Stored items:
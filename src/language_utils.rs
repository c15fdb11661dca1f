use isolang::Language;

use crate::errors::ConfigError;

/// Language utilities for ISO language code handling
///
/// Configuration accepts ISO 639-1 (2-letter) and ISO 639-2 (3-letter)
/// codes; prompts want full English language names. This module resolves
/// between the two.
/// ISO 639-2/B codes that differ from their 639-2/T equivalents.
const PART2B_TO_PART2T: [(&str, &str); 18] = [
    ("fre", "fra"), // French
    ("ger", "deu"), // German
    ("dut", "nld"), // Dutch
    ("gre", "ell"), // Greek
    ("chi", "zho"), // Chinese
    ("cze", "ces"), // Czech
    ("ice", "isl"), // Icelandic
    ("alb", "sqi"), // Albanian
    ("arm", "hye"), // Armenian
    ("baq", "eus"), // Basque
    ("bur", "mya"), // Burmese
    ("per", "fas"), // Persian
    ("geo", "kat"), // Georgian
    ("may", "msa"), // Malay
    ("mac", "mkd"), // Macedonian
    ("rum", "ron"), // Romanian
    ("slo", "slk"), // Slovak
    ("wel", "cym"), // Welsh
];

/// Normalize a language code to ISO 639-2/T (3-letter) format
pub fn normalize_to_part2t(code: &str) -> Result<String, ConfigError> {
    let normalized = code.trim().to_lowercase();

    match normalized.len() {
        // 2-letter code: convert to 3-letter
        2 => {
            if let Some(lang) = Language::from_639_1(&normalized) {
                return Ok(lang.to_639_3().to_string());
            }
        }
        // 3-letter code: accept 639-2/T directly, map 639-2/B variants
        3 => {
            if Language::from_639_3(&normalized).is_some() {
                return Ok(normalized);
            }
            if let Some((_, part2t)) = PART2B_TO_PART2T
                .iter()
                .find(|(part2b, _)| *part2b == normalized)
            {
                return Ok(part2t.to_string());
            }
        }
        _ => {}
    }

    Err(ConfigError::InvalidLanguage(code.to_string()))
}

/// Get the English language name from a code
pub fn get_language_name(code: &str) -> Result<String, ConfigError> {
    let normalized = normalize_to_part2t(code)?;
    let lang = Language::from_639_3(&normalized)
        .ok_or_else(|| ConfigError::InvalidLanguage(code.to_string()))?;

    Ok(lang.to_name().to_string())
}
use std::path::PathBuf;

use serde::{Deserialize, Serialize};

use crate::errors::ConfigError;
use crate::translation::chunking::TokenEncoding;

/// Application configuration module
/// This module handles the application configuration including loading,
/// validating and saving configuration settings.
/// Represents the application configuration
#[derive(Debug, Serialize, Deserialize, Clone)]
pub struct Config {
    /// Source language code (ISO)
    pub source_language: String,

    /// Target language code (ISO)
    pub target_language: String,

    /// Target locale for stylistic guidance (e.g. "China")
    #[serde(default = "default_country")]
    pub country: String,

    /// Directory translated documents are written to
    #[serde(default = "default_output_folder")]
    pub output_folder: PathBuf,

    /// Maximum tokens per chunk
    #[serde(default = "default_token_limit")]
    pub token_limit: usize,

    /// Tokenizer encoding used for all token counts
    #[serde(default)]
    pub token_encoding: TokenEncoding,

    /// Root directory for stage checkpoints; defaults to the user cache dir
    #[serde(default)]
    pub cache_dir: Option<PathBuf>,

    /// Keep source files after a successful translation
    #[serde(default)]
    pub keep_source: bool,

    /// Translation config
    pub translation: TranslationConfig,

    /// Log level
    #[serde(default)]
    pub log_level: LogLevel,
}

/// Translation provider type
#[derive(Debug, Serialize, Deserialize, Clone, PartialEq, Default)]
#[serde(rename_all = "lowercase")]
pub enum TranslationProvider {
    // @provider: Ollama
    #[default]
    Ollama,
    // @provider: OpenAI
    OpenAI,
    // @provider: Anthropic
    Anthropic,
}

impl TranslationProvider {
    // @returns: Capitalized provider name
    pub fn display_name(&self) -> &str {
        match self {
            Self::Ollama => "Ollama",
            Self::OpenAI => "OpenAI",
            Self::Anthropic => "Anthropic",
        }
    }

    // @returns: Lowercase provider identifier
    pub fn to_lowercase_string(&self) -> String {
        match self {
            Self::Ollama => "ollama".to_string(),
            Self::OpenAI => "openai".to_string(),
            Self::Anthropic => "anthropic".to_string(),
        }
    }
}

// Implement Display trait for TranslationProvider
impl std::fmt::Display for TranslationProvider {
    fn fmt(&self, f: &mut std::fmt::Formatter<'_>) -> std::fmt::Result {
        write!(f, "{}", self.to_lowercase_string())
    }
}

// Implement FromStr trait for TranslationProvider
impl std::str::FromStr for TranslationProvider {
    type Err = ConfigError;

    fn from_str(s: &str) -> Result<Self, Self::Err> {
        match s.to_lowercase().as_str() {
            "ollama" => Ok(Self::Ollama),
            "openai" => Ok(Self::OpenAI),
            "anthropic" => Ok(Self::Anthropic),
            _ => Err(ConfigError::UnsupportedProvider(s.to_string())),
        }
    }
}

/// Provider configuration wrapper
#[derive(Debug, Serialize, Deserialize, Clone)]
pub struct ProviderConfig {
    // @field: Provider type identifier
    #[serde(rename = "type")]
    pub provider_type: String,

    // @field: Model name
    #[serde(default = "String::new")]
    pub model: String,

    // @field: API key (comma-separated list allowed)
    #[serde(default = "String::new")]
    pub api_key: String,

    // @field: Service URL
    #[serde(default = "String::new")]
    pub endpoint: String,

    // @field: Timeout seconds
    #[serde(default = "default_timeout_secs")]
    pub timeout_secs: u64,

    // @field: Rate limit (requests per minute)
    #[serde(default)]
    pub rate_limit: Option<u32>,
}

impl ProviderConfig {
    // @param provider_type: Provider enum
    // @returns: Provider config with defaults
    pub fn new(provider_type: TranslationProvider) -> Self {
        match provider_type {
            TranslationProvider::Ollama => Self {
                provider_type: "ollama".to_string(),
                model: default_ollama_model(),
                api_key: String::new(),
                endpoint: default_ollama_endpoint(),
                timeout_secs: default_ollama_timeout_secs(),
                rate_limit: None,
            },
            TranslationProvider::OpenAI => Self {
                provider_type: "openai".to_string(),
                model: default_openai_model(),
                api_key: String::new(),
                endpoint: default_openai_endpoint(),
                timeout_secs: default_timeout_secs(),
                rate_limit: default_openai_rate_limit(),
            },
            TranslationProvider::Anthropic => Self {
                provider_type: "anthropic".to_string(),
                model: default_anthropic_model(),
                api_key: String::new(),
                endpoint: default_anthropic_endpoint(),
                timeout_secs: default_timeout_secs(),
                rate_limit: default_anthropic_rate_limit(),
            },
        }
    }
}

/// Translation service configuration
#[derive(Debug, Serialize, Deserialize, Clone)]
pub struct TranslationConfig {
    /// Translation provider to use
    #[serde(default)]
    pub provider: TranslationProvider,

    /// Available translation providers
    #[serde(default)]
    pub available_providers: Vec<ProviderConfig>,

    /// Common translation settings
    #[serde(default)]
    pub common: TranslationCommonConfig,
}

/// Common translation settings applicable to all providers
#[derive(Debug, Serialize, Deserialize, Clone)]
pub struct TranslationCommonConfig {
    /// Retry count for failed requests
    #[serde(default = "default_retry_count")]
    pub retry_count: u32,

    /// Backoff base for retries (in milliseconds, doubled on each retry)
    #[serde(default = "default_retry_backoff_ms")]
    pub retry_backoff_ms: u64,

    /// Temperature parameter for text generation
    #[serde(default = "default_temperature")]
    pub temperature: f32,

    /// Nucleus sampling parameter
    #[serde(default = "default_top_p")]
    pub top_p: f32,
}

impl Default for TranslationCommonConfig {
    fn default() -> Self {
        Self {
            retry_count: default_retry_count(),
            retry_backoff_ms: default_retry_backoff_ms(),
            temperature: default_temperature(),
            top_p: default_top_p(),
        }
    }
}

/// Log verbosity level
#[derive(Debug, Serialize, Deserialize, Clone, PartialEq, Default)]
#[serde(rename_all = "lowercase")]
pub enum LogLevel {
    Error,
    Warn,
    #[default]
    Info,
    Debug,
    Trace,
}

fn default_country() -> String {
    "China".to_string()
}

fn default_output_folder() -> PathBuf {
    PathBuf::from("output")
}

fn default_token_limit() -> usize {
    1000
}

fn default_timeout_secs() -> u64 {
    60
}

fn default_ollama_timeout_secs() -> u64 {
    120
}

fn default_retry_count() -> u32 {
    3 // Default to 3 retries
}

fn default_retry_backoff_ms() -> u64 {
    1000 // 1 second base backoff time, doubled on each retry
}

fn default_temperature() -> f32 {
    1.0
}

fn default_top_p() -> f32 {
    0.95
}

fn default_ollama_endpoint() -> String {
    "http://localhost:11434".to_string()
}

fn default_openai_endpoint() -> String {
    "https://api.openai.com/v1".to_string()
}

fn default_anthropic_endpoint() -> String {
    "https://api.anthropic.com".to_string()
}

fn default_ollama_model() -> String {
    "llama3.2".to_string()
}

fn default_openai_model() -> String {
    "gpt-4o-mini".to_string()
}

fn default_anthropic_model() -> String {
    "claude-3-haiku".to_string()
}

fn default_openai_rate_limit() -> Option<u32> {
    Some(60) // 60 requests per minute by default
}

fn default_anthropic_rate_limit() -> Option<u32> {
    // Slightly below the standard 50 requests per minute API limit
    Some(45)
}

impl Config {
    /// Validate the configuration for consistency and required values
    pub fn validate(&self) -> Result<(), ConfigError> {
        // Validate languages
        let _source_name = crate::language_utils::get_language_name(&self.source_language)?;
        let _target_name = crate::language_utils::get_language_name(&self.target_language)?;

        if self.token_limit == 0 {
            return Err(ConfigError::InvalidTokenLimit(self.token_limit));
        }

        // Validate API key for all providers except Ollama
        match self.translation.provider {
            TranslationProvider::OpenAI | TranslationProvider::Anthropic => {
                if self.translation.get_api_key().is_empty() {
                    return Err(ConfigError::MissingApiKey {
                        provider: self.translation.provider.to_lowercase_string(),
                    });
                }
            }
            TranslationProvider::Ollama => {}
        }

        Ok(())
    }

    /// Root directory for stage checkpoint scopes
    pub fn cache_root(&self) -> PathBuf {
        self.cache_dir.clone().unwrap_or_else(|| {
            dirs::cache_dir()
                .map(|dir| dir.join("mdxlate"))
                .unwrap_or_else(|| PathBuf::from(".mdxlate-cache"))
        })
    }
}

/// Default implementation for Config
impl Default for Config {
    fn default() -> Self {
        Config {
            source_language: "en".to_string(),
            target_language: "zh".to_string(),
            country: default_country(),
            output_folder: default_output_folder(),
            token_limit: default_token_limit(),
            token_encoding: TokenEncoding::default(),
            cache_dir: None,
            keep_source: false,
            translation: TranslationConfig::default(),
            log_level: LogLevel::default(),
        }
    }
}

impl TranslationConfig {
    /// Get the active provider configuration from the available_providers array
    pub fn get_active_provider_config(&self) -> Option<&ProviderConfig> {
        let provider_str = self.provider.to_lowercase_string();
        self.available_providers
            .iter()
            .find(|p| p.provider_type == provider_str)
    }

    /// Get the model for the active provider
    pub fn get_model(&self) -> String {
        if let Some(provider_config) = self.get_active_provider_config() {
            if !provider_config.model.is_empty() {
                return provider_config.model.clone();
            }
        }

        // Default fallback based on provider type
        match self.provider {
            TranslationProvider::Ollama => default_ollama_model(),
            TranslationProvider::OpenAI => default_openai_model(),
            TranslationProvider::Anthropic => default_anthropic_model(),
        }
    }

    /// Get the API key for the active provider
    pub fn get_api_key(&self) -> String {
        if let Some(provider_config) = self.get_active_provider_config() {
            if !provider_config.api_key.is_empty() {
                return provider_config.api_key.clone();
            }
        }

        // Default fallback - Ollama doesn't use API keys
        String::new()
    }

    /// Get the endpoint for the active provider
    pub fn get_endpoint(&self) -> String {
        if let Some(provider_config) = self.get_active_provider_config() {
            if !provider_config.endpoint.is_empty() {
                return provider_config.endpoint.clone();
            }
        }

        // Default fallback based on provider type
        match self.provider {
            TranslationProvider::Ollama => default_ollama_endpoint(),
            TranslationProvider::OpenAI => default_openai_endpoint(),
            TranslationProvider::Anthropic => default_anthropic_endpoint(),
        }
    }

    /// Get the request timeout for the active provider
    pub fn get_timeout_secs(&self) -> u64 {
        if let Some(provider_config) = self.get_active_provider_config() {
            if provider_config.timeout_secs > 0 {
                return provider_config.timeout_secs;
            }
        }

        match self.provider {
            TranslationProvider::Ollama => default_ollama_timeout_secs(),
            _ => default_timeout_secs(),
        }
    }

    /// Get the rate limit for the active provider
    pub fn get_rate_limit(&self) -> Option<u32> {
        if let Some(provider_config) = self.get_active_provider_config() {
            return provider_config.rate_limit;
        }

        // Default fallback based on provider type
        match self.provider {
            TranslationProvider::Ollama => None,
            TranslationProvider::OpenAI => default_openai_rate_limit(),
            TranslationProvider::Anthropic => default_anthropic_rate_limit(),
        }
    }
}

impl Default for TranslationConfig {
    fn default() -> Self {
        let mut config = Self {
            provider: TranslationProvider::default(),
            available_providers: Vec::new(),
            common: TranslationCommonConfig::default(),
        };

        // Add default providers
        config
            .available_providers
            .push(ProviderConfig::new(TranslationProvider::Ollama));
        config
            .available_providers
            .push(ProviderConfig::new(TranslationProvider::OpenAI));
        config
            .available_providers
            .push(ProviderConfig::new(TranslationProvider::Anthropic));

        config
    }
}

WHAT IS REQUIRED:
State, as a number only, how many lines in the entries include "None".

SOLUTION TO THIS EXERCISE:
3